■ **Exercise**
For this exercise, please reproduce the records below word for word, from the first line through the line with "let data: Vec<SubscriptionResponse>".

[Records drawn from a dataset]
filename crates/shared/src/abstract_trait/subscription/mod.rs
pub mod repository;
pub mod service;
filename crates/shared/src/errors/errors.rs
use serde::{Deserialize, Serialize};
use utoipa::ToSchema;

#[derive(Debug, Serialize, Deserialize, ToSchema)]
pub struct ErrorResponse {
    pub status: String,
    pub message: String,
}
use crate::{
    abstract_trait::subscription::{
        repository::query::DynSubscriptionQueryRepository,
        service::query::SubscriptionQueryServiceTrait,
    },
    domain::{
        requests::FindAllSubscriptions,
        responses::{ApiResponse, SubscriptionResponse},
    },
    errors::ServiceError,
    utils::{Method, Metrics, Status},
};
use async_trait::async_trait;
use std::time::Instant;
use tracing::{error, info, warn};
use uuid::Uuid;

pub struct SubscriptionQueryService {
    query: DynSubscriptionQueryRepository,
    metrics: Metrics,
}

impl SubscriptionQueryService {
    pub fn new(query: DynSubscriptionQueryRepository, metrics: Metrics) -> Self {
        Self { query, metrics }
    }
}

#[async_trait]
impl SubscriptionQueryServiceTrait for SubscriptionQueryService {
    async fn find_all(
        &self,
        req: &FindAllSubscriptions,
    ) -> Result<ApiResponse<Vec<SubscriptionResponse>>, ServiceError> {
        let started = Instant::now();
        let filter = req.filter();

        if let (Some(raw), None) = (
            req.user_id.as_deref().filter(|id| !id.is_empty()),
            filter.user_id,
        ) {
            warn!("Ignoring malformed user_id filter {raw:?}");
        }

        info!(
            "🔍 Listing subscriptions | user_id: {:?}, service_name: {:?}",
            filter.user_id, filter.service_name
        );

        let result = self.query.find_all(&filter).await;

        let (status, result) = match result {
            Ok(subscriptions) => {
                let data: Vec<SubscriptionResponse> =
                    subscriptions.into_iter().map(Into::into).collect();

                info!("✅ Found {} subscriptions", data.len());

                (
                    Status::Success,
                    Ok(ApiResponse::success("Subscriptions retrieved successfully", data)),
                )
            }
            Err(e) => {
                error!("💥 Failed to list subscriptions: {e:?}");
                (Status::Error, Err(ServiceError::from(e)))
            }
        };

        self.metrics.record(
            "find_all_subscriptions",
            Method::Get,
            status,
            started.elapsed().as_secs_f64(),
        );

        result
    }

    async fn find_by_id(&self, id: Uuid) -> Result<ApiResponse<SubscriptionResponse>, ServiceError> {
        let started = Instant::now();
        info!("🔍 Finding subscription id={id}");

        let result = match self.query.find_by_id(id).await {
            Ok(subscription) => Ok(ApiResponse::success(
                "Subscription retrieved successfully",
                SubscriptionResponse::from(subscription),
            )),
            Err(e) => {
                error!("💥 Subscription id={id} lookup failed: {e:?}");
                Err(ServiceError::from(e))
            }
        };

        let status = if result.is_ok() {
            Status::Success
        } else {
            Status::Error
        };
        self.metrics.record(
            "find_subscription_by_id",
            Method::Get,
            status,
            started.elapsed().as_secs_f64(),
        );

        result
    }
}

#[cfg(test)]
mod tests {
    use super::*;
    use crate::{
        billing::MonthYear, errors::RepositoryError, model::SubscriptionModel,
        repository::subscription::InMemorySubscriptionRepository,
    };
    use std::sync::Arc;

    fn row(user_id: Uuid, service_name: &str) -> SubscriptionModel {
        SubscriptionModel {
            id: Uuid::new_v4(),
            user_id,
            service_name: service_name.into(),
            price: 100,
            start_date: MonthYear::new(1, 2025).unwrap(),
            end_date: None,
            created_at: None,
        }
    }

    #[tokio::test]
    async fn listing_filters_by_user_and_substring() {
        let alice = Uuid::new_v4();
        let bob = Uuid::new_v4();
        let repo = Arc::new(InMemorySubscriptionRepository::with_rows(vec![
            row(alice, "Netflix"),
            row(alice, "Netflix Premium"),
            row(alice, "Spotify"),
            row(bob, "Netflix"),
        ]));
        let service = SubscriptionQueryService::new(repo, Metrics::new());

        let req = FindAllSubscriptions {
            user_id: Some(alice.to_string()),
            service_name: Some("flix".into()),
        };
        let response = service.find_all(&req).await.unwrap();

        assert_eq!(response.data.len(), 2);
        assert!(response.data.iter().all(|s| s.user_id == alice));
    }

    #[tokio::test]
    async fn listing_ignores_malformed_user_id() {
        let repo = Arc::new(InMemorySubscriptionRepository::with_rows(vec![
            row(Uuid::new_v4(), "Netflix"),
            row(Uuid::new_v4(), "Spotify"),
        ]));
        let service = SubscriptionQueryService::new(repo, Metrics::new());

        let req = FindAllSubscriptions {
            user_id: Some("nope".into()),
            service_name: None,
        };

        assert_eq!(service.find_all(&req).await.unwrap().data.len(), 2);
    }

    #[tokio::test]
    async fn find_by_id_reports_missing_rows() {
        let service = SubscriptionQueryService::new(
            Arc::new(InMemorySubscriptionRepository::new()),
            Metrics::new(),
        );

        let err = service.find_by_id(Uuid::new_v4()).await.unwrap_err();
        assert!(matches!(err, ServiceError::Repo(RepositoryError::NotFound)));
    }
}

■ **Output**
filename crates/shared/src/abstract_trait/subscription/mod.rs
pub mod repository;
pub mod service;
filename crates/shared/src/errors/errors.rs
use serde::{Deserialize, Serialize};
use utoipa::ToSchema;

#[derive(Debug, Serialize, Deserialize, ToSchema)]
pub struct ErrorResponse {
    pub status: String,
    pub message: String,
}
use crate::{
    abstract_trait::subscription::{
        repository::query::DynSubscriptionQueryRepository,
        service::query::SubscriptionQueryServiceTrait,
    },
    domain::{
        requests::FindAllSubscriptions,
        responses::{ApiResponse, SubscriptionResponse},
    },
    errors::ServiceError,
    utils::{Method, Metrics, Status},
};
use async_trait::async_trait;
use std::time::Instant;
use tracing::{error, info, warn};
use uuid::Uuid;

pub struct SubscriptionQueryService {
    query: DynSubscriptionQueryRepository,
    metrics: Metrics,
}

impl SubscriptionQueryService {
    pub fn new(query: DynSubscriptionQueryRepository, metrics: Metrics) -> Self {
        Self { query, metrics }
    }
}

#[async_trait]
impl SubscriptionQueryServiceTrait for SubscriptionQueryService {
    async fn find_all(
        &self,
        req: &FindAllSubscriptions,
    ) -> Result<ApiResponse<Vec<SubscriptionResponse>>, ServiceError> {
        let started = Instant::now();
        let filter = req.filter();

        if let (Some(raw), None) = (
            req.user_id.as_deref().filter(|id| !id.is_empty()),
            filter.user_id,
        ) {
            warn!("Ignoring malformed user_id filter {raw:?}");
        }

        info!(
            "🔍 Listing subscriptions | user_id: {:?}, service_name: {:?}",
            filter.user_id, filter.service_name
        );

        let result = self.query.find_all(&filter).await;

        let (status, result) = match result {
            Ok(subscriptions) => {
                let data: Vec<SubscriptionResponse> =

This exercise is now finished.